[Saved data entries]

----

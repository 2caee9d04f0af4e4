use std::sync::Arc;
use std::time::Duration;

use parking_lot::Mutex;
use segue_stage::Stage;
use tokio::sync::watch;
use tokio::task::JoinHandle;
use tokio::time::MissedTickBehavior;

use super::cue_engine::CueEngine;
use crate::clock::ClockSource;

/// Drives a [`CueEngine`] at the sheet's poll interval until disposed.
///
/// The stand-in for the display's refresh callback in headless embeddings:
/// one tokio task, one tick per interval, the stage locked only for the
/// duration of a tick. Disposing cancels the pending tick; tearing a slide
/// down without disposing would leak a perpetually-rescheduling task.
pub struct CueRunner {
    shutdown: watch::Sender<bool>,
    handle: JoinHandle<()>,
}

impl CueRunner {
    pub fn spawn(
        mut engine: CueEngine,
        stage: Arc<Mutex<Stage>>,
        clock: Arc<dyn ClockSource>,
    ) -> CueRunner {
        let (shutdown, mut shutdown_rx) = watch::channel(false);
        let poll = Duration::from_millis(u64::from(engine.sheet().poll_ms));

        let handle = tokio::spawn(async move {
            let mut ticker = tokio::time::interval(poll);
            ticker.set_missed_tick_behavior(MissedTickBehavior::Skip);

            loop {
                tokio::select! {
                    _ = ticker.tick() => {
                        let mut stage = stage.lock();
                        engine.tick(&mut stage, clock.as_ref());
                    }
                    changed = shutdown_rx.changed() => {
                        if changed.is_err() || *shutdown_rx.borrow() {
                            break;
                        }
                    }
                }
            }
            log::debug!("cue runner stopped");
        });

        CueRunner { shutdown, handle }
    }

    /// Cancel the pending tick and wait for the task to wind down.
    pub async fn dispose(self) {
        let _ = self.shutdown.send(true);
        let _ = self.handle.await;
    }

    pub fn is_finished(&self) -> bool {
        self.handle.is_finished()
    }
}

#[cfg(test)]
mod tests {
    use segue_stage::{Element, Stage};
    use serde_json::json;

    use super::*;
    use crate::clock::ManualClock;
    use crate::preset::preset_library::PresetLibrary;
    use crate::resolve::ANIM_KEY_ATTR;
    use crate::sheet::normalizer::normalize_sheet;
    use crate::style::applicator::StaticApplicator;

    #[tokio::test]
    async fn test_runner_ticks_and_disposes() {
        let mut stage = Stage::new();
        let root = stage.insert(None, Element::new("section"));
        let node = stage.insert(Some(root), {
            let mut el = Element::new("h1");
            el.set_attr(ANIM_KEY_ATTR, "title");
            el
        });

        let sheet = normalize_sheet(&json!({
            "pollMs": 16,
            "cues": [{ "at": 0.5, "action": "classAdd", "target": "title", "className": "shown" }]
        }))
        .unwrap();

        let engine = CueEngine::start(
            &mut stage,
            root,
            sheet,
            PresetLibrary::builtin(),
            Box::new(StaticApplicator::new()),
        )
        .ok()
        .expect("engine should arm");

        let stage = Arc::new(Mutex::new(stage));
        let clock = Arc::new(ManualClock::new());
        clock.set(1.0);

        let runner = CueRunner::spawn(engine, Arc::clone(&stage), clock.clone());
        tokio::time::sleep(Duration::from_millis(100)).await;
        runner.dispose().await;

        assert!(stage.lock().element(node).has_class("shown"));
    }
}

----

Each line in the entries above, starting at the line with "to wind down." and ending at the line with "async fn test_runner_ticks_and_disposes()", is to be printed exactly, and only those lines.

* EXERCISE ANSWER
    /// Cancel the pending tick and wait for the task to wind down.
    pub async fn dispose(self) {
        let _ = self.shutdown.send(true);
        let _ = self.handle.await;
    }

    pub fn is_finished(&self) -> bool {
        self.handle.is_finished()
    }
}

#[cfg(test)]
mod tests {
    use segue_stage::{Element, Stage};
    use serde_json::json;

    use super::*;
    use crate::clock::ManualClock;
    use crate::preset::preset_library::PresetLibrary;
    use crate::resolve::ANIM_KEY_ATTR;
    use crate::sheet::normalizer::normalize_sheet;
    use crate::style::applicator::StaticApplicator;

    #[tokio::test]
    async fn test_runner_ticks_and_disposes() {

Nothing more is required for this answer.